> **What you are asked to do**
Below are the records; repeat them in full, exactly.

[Dataset excerpts]

//! Validation of the raw room creation form.
//!
//! Checks run in a fixed order and the first failure is reported alone:
//! name, then max price, then password.

use std::sync::LazyLock;

use chrono::NaiveDate;
use regex::Regex;
use santa_proto::room::{
    MAX_GIFT_PRICE, MAX_PASSWORD_LEN, MAX_ROOM_NAME_LEN, MIN_PASSWORD_LEN, RoomCreateRequest,
};

use crate::text::StringKey;

#[allow(clippy::expect_used)]
static PASSWORD_PATTERN: LazyLock<Regex> =
    LazyLock::new(|| Regex::new(r"^[A-Za-z0-9_]+$").expect("password pattern is valid"));

/// First rule the room form violated.
#[derive(Debug, Clone, Copy, PartialEq, Eq, thiserror::Error)]
pub enum RoomFormError {
    /// Room name is empty or whitespace.
    #[error("room name is empty")]
    EmptyName,
    /// Room name exceeds the maximum length.
    #[error("room name longer than {} characters", MAX_ROOM_NAME_LEN)]
    NameTooLong,
    /// Max price is not a whole number, or is negative.
    #[error("max price is not a valid amount")]
    InvalidPrice,
    /// Max price exceeds the service limit.
    #[error("max price above {}", MAX_GIFT_PRICE)]
    PriceTooHigh,
    /// Password exceeds the maximum length.
    #[error("password longer than {} characters", MAX_PASSWORD_LEN)]
    PasswordTooLong,
    /// Password contains characters outside `[A-Za-z0-9_]`.
    #[error("password has invalid characters")]
    InvalidPasswordFormat,
    /// Password is shorter than the minimum length.
    #[error("password shorter than {} characters", MIN_PASSWORD_LEN)]
    PasswordTooShort,
}

impl RoomFormError {
    /// String resource describing this error to the user.
    #[must_use]
    pub const fn string_key(self) -> StringKey {
        match self {
            Self::EmptyName => StringKey::RoomNameEmpty,
            Self::NameTooLong => StringKey::RoomNameTooLong,
            Self::InvalidPrice => StringKey::WrongMaxPrice,
            Self::PriceTooHigh => StringKey::MaxPriceTooHigh,
            Self::PasswordTooLong => StringKey::PasswordTooLong,
            Self::InvalidPasswordFormat => StringKey::InvalidPasswordFormat,
            Self::PasswordTooShort => StringKey::PasswordTooShort,
        }
    }
}

/// Validates raw form input into a [`RoomCreateRequest`].
///
/// Blank password and blank or `"0"` max price mean "not set". The name and
/// an accepted password are passed through unchanged.
///
/// # Errors
///
/// Returns the first [`RoomFormError`] in check order.
pub fn validate_room_form(
    name: &str,
    password: Option<&str>,
    date: Option<NaiveDate>,
    max_price: Option<&str>,
) -> Result<RoomCreateRequest, RoomFormError> {
    validate_name(name)?;
    let max_price = parse_max_price(max_price)?;
    let password = validate_password(password)?;

    Ok(RoomCreateRequest {
        name: name.to_string(),
        password,
        date,
        max_price,
    })
}

fn validate_name(name: &str) -> Result<(), RoomFormError> {
    if name.trim().is_empty() {
        return Err(RoomFormError::EmptyName);
    }
    if name.chars().count() > MAX_ROOM_NAME_LEN {
        return Err(RoomFormError::NameTooLong);
    }
    Ok(())
}

fn parse_max_price(raw: Option<&str>) -> Result<Option<i32>, RoomFormError> {
    let Some(raw) = raw.filter(|r| !r.trim().is_empty() && *r != "0") else {
        return Ok(None);
    };

    let price: i32 = raw.parse().map_err(|_| RoomFormError::InvalidPrice)?;
    if price > MAX_GIFT_PRICE {
        return Err(RoomFormError::PriceTooHigh);
    }
    if price < 0 {
        return Err(RoomFormError::InvalidPrice);
    }
    Ok(Some(price))
}

fn validate_password(raw: Option<&str>) -> Result<Option<String>, RoomFormError> {
    let Some(password) = raw.filter(|p| !p.trim().is_empty()) else {
        return Ok(None);
    };

    let len = password.chars().count();
    if len > MAX_PASSWORD_LEN {
        return Err(RoomFormError::PasswordTooLong);
    }
    if !PASSWORD_PATTERN.is_match(password) {
        return Err(RoomFormError::InvalidPasswordFormat);
    }
    if len < MIN_PASSWORD_LEN {
        return Err(RoomFormError::PasswordTooShort);
    }
    Ok(Some(password.to_string()))
}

> **Answer section**
//! Validation of the raw room creation form.
//!
//! Checks run in a fixed order and the first failure is reported alone:
//! name, then max price, then password.

use std::sync::LazyLock;

use chrono::NaiveDate;
use regex::Regex;
use santa_proto::room::{
    MAX_GIFT_PRICE, MAX_PASSWORD_LEN, MAX_ROOM_NAME_LEN, MIN_PASSWORD_LEN, RoomCreateRequest,
};

use crate::text::StringKey;

#[allow(clippy::expect_used)]
static PASSWORD_PATTERN: LazyLock<Regex> =
    LazyLock::new(|| Regex::new(r"^[A-Za-z0-9_]+$").expect("password pattern is valid"));

/// First rule the room form violated.
#[derive(Debug, Clone, Copy, PartialEq, Eq, thiserror::Error)]
pub enum RoomFormError {
    /// Room name is empty or whitespace.
    #[error("room name is empty")]
    EmptyName,
    /// Room name exceeds the maximum length.
    #[error("room name longer than {} characters", MAX_ROOM_NAME_LEN)]
    NameTooLong,
    /// Max price is not a whole number, or is negative.
    #[error("max price is not a valid amount")]
    InvalidPrice,
    /// Max price exceeds the service limit.
    #[error("max price above {}", MAX_GIFT_PRICE)]
    PriceTooHigh,
    /// Password exceeds the maximum length.
    #[error("password longer than {} characters", MAX_PASSWORD_LEN)]
    PasswordTooLong,
    /// Password contains characters outside `[A-Za-z0-9_]`.
    #[error("password has invalid characters")]
    InvalidPasswordFormat,
    /// Password is shorter than the minimum length.
    #[error("password shorter than {} characters", MIN_PASSWORD_LEN)]
    PasswordTooShort,
}

impl RoomFormError {
    /// String resource describing this error to the user.
    #[must_use]
    pub const fn string_key(self) -> StringKey {
        match self {
            Self::EmptyName => StringKey::RoomNameEmpty,
            Self::NameTooLong => StringKey::RoomNameTooLong,
            Self::InvalidPrice => StringKey::WrongMaxPrice,
            Self::PriceTooHigh => StringKey::MaxPriceTooHigh,
            Self::PasswordTooLong => StringKey::PasswordTooLong,
            Self::InvalidPasswordFormat => StringKey::InvalidPasswordFormat,
            Self::PasswordTooShort => StringKey::PasswordTooShort,
        }
    }
}

/// Validates raw form input into a [`RoomCreateRequest`].
///
/// Blank password and blank or `"0"` max price mean "not set". The name and
/// an accepted password are passed through unchanged.
///
/// # Errors
///
/// Returns the first [`RoomFormError`] in check order.
pub fn validate_room_form(
    name: &str,
    password: Option<&str>,
    date: Option<NaiveDate>,
    max_price: Option<&str>,
) -> Result<RoomCreateRequest, RoomFormError> {
    validate_name(name)?;
    let max_price = parse_max_price(max_price)?;
    let password = validate_password(password)?;

    Ok(RoomCreateRequest {
        name: name.to_string(),
        password,
        date,
        max_price,
    })
}

fn validate_name(name: &str) -> Result<(), RoomFormError> {
    if name.trim().is_empty() {
        return Err(RoomFormError::EmptyName);
    }
    if name.chars().count() > MAX_ROOM_NAME_LEN {
        return Err(RoomFormError::NameTooLong);
    }
    Ok(())
}

fn parse_max_price(raw: Option<&str>) -> Result<Option<i32>, RoomFormError> {
    let Some(raw) = raw.filter(|r| !r.trim().is_empty() && *r != "0") else {
        return Ok(None);
    };

    let price: i32 = raw.parse().map_err(|_| RoomFormError::InvalidPrice)?;
    if price > MAX_GIFT_PRICE {
        return Err(RoomFormError::PriceTooHigh);
    }
    if price < 0 {
        return Err(RoomFormError::InvalidPrice);
    }
    Ok(Some(price))
}

fn validate_password(raw: Option<&str>) -> Result<Option<String>, RoomFormError> {
    let Some(password) = raw.filter(|p| !p.trim().is_empty()) else {
        return Ok(None);
    };

    let len = password.chars().count();
    if len > MAX_PASSWORD_LEN {
        return Err(RoomFormError::PasswordTooLong);
    }
    if !PASSWORD_PATTERN.is_match(password) {
        return Err(RoomFormError::InvalidPasswordFormat);
    }
    if len < MIN_PASSWORD_LEN {
        return Err(RoomFormError::PasswordTooShort);
    }
    Ok(Some(password.to_string()))
}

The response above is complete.